Conversely, he proclaims guerilla marketing as an outlook, which advocates a brand to discover businesses that possess the same kind of potential customers/clients and standards as it does, so that the brand can collaborate with the selected businesses in their marketing endeavors.
By opting for the latter, the author asserts that a brand is expanding its marketing reach, but reducing its marketing cost as it is sharing the expenses with the fellow business. And, he puts forth the term Fusion Marketing, which guerrillas use for this viewpoint.
Now, coming back to the movie. As Nedumaaran partners with his wife Sundari to sell food to his passengers, he provides hospitality to them and at the same time, earns extra money for his family (A collaboration with another catering service would have dented his profit margin).
Towards the climax, a couple of young men, who just completed a trip in Nedumaaran‘s flight, render a casual positive remark over the food. This implies that Sundari‘s expansion of her products beyond her bakery has become fruitful and it’s a win-win situation for the entrepreneurs.
Also Read:
4 Examples of Captivating Fusion Marketing Campaigns (And Why They’re So Great)

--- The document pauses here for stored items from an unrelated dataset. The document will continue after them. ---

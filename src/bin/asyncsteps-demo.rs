//! Demo binary exercising the scenarios spec.md §8 describes: a plain
//! chain, a counted loop, a `parallel()` fan-out, a `Mutex`-gated step, an
//! `await()` poll, and a `set_timeout`/`set_cancel` pair. Modeled on the
//! teacher's own thin `main.rs` (`io-engine/src/bin/io-engine.rs`): parse
//! args, init logging, build the runtime, run it to completion.

use std::{rc::Rc, time::Duration};

use asyncsteps_rt::config::RuntimeConfig;
use asyncsteps_rt::core::reactor::Reactor;
use asyncsteps_rt::engine::fixed::{FixedAsyncSteps, FixedLimits};
use asyncsteps_rt::engine::AsyncSteps;
use asyncsteps_rt::sync::Mutex;
use asyncsteps_rt::{logger, ErrorCode};

fn build_scenario(steps: &AsyncSteps, reactor: Rc<Reactor>, cfg: &RuntimeConfig) {
    let mutex = Mutex::new(cfg.mutex_max, cfg.mutex_queue_max);

    steps.add(
        |p, _args| {
            tracing::info!("chain: first step");
            p.success();
        },
        None,
    );

    steps.add(
        |p, _args| {
            tracing::info!("chain: counted loop");
            p.repeat(
                3,
                |_p, i| {
                    // The wrapper `repeat()` installs advances the
                    // iteration and ends the step once `i` reaches the
                    // count; calling success()/error() here would resolve
                    // the whole repeat early instead of just this pass.
                    tracing::info!(iteration = i, "loop body");
                },
                None,
            );
        },
        None,
    );

    steps.add(
        |p, _args| {
            tracing::info!("chain: parallel fan-out");
            let facade = p.parallel(None);
            facade.add(
                |p, _args| {
                    tracing::info!("branch A");
                    p.success();
                },
                None,
            );
            facade.add(
                |p, _args| {
                    tracing::info!("branch B");
                    p.success();
                },
                None,
            );
            // Both branches were just appended as children of the parallel
            // step this body appended to `p`; auto-success takes over once
            // that sub-queue drains (calling success() here would fire
            // while `p` still has that one pending child).
        },
        None,
    );

    steps.add(
        move |p, _args| {
            tracing::info!("chain: mutex-gated step");
            p.sync(
                Rc::new(mutex.clone()),
                |p, _args| {
                    tracing::info!("inside the gate");
                    p.success();
                },
                None,
            );
        },
        None,
    );

    steps.add(
        |p, _args| {
            tracing::info!("chain: await a trivially-true condition");
            p.await_(|_p, _elapsed, _first| true);
        },
        None,
    );

    steps.add(
        |p, _args| {
            tracing::info!("chain: timeout raced against an immediate success");
            p.set_timeout(Duration::from_millis(200));
            p.set_cancel(|| tracing::info!("timeout step cancelled"));
            p.success();
        },
        None,
    );

    steps.add(
        move |_p, _args| {
            tracing::info!("chain complete, shutting the reactor down");
            reactor.shutdown();
        },
        None,
    );
}

fn main() {
    let cfg = RuntimeConfig::from_env_args();
    logger::init_ex(&cfg.log_level, cfg.log_format);

    let reactor = Rc::new(Reactor::new_external());
    reactor.bind_current_thread();

    if cfg.fixed_storage {
        let limits = FixedLimits::default();
        let fixed = FixedAsyncSteps::new(reactor.clone(), limits);
        fixed.steps().on_unhandled_error(|code: ErrorCode| {
            tracing::error!(%code, "unhandled step error reached the root");
        });
        build_scenario(fixed.steps(), reactor.clone(), &cfg);
        fixed.steps().execute();
    } else {
        let steps = AsyncSteps::new(reactor.clone());
        steps.on_unhandled_error(|code: ErrorCode| {
            tracing::error!(%code, "unhandled step error reached the root");
        });
        build_scenario(&steps, reactor.clone(), &cfg);
        steps.execute();
    }

    reactor.run_until_shutdown();
}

These are the 10 Best Burger King Marketing Campaigns of 2018
4. Identify your competitor(s) (If necessary, cut across industries):
Way back in 2019, in a letter to its shareholders, Netflix wrote, “We compete with (and lose to) Fortnite more than HBO.” This was owing to Netflix considering the online game, ‘Fortnite’ as its competitor in entertaining its customers, and eating up their free time in the process.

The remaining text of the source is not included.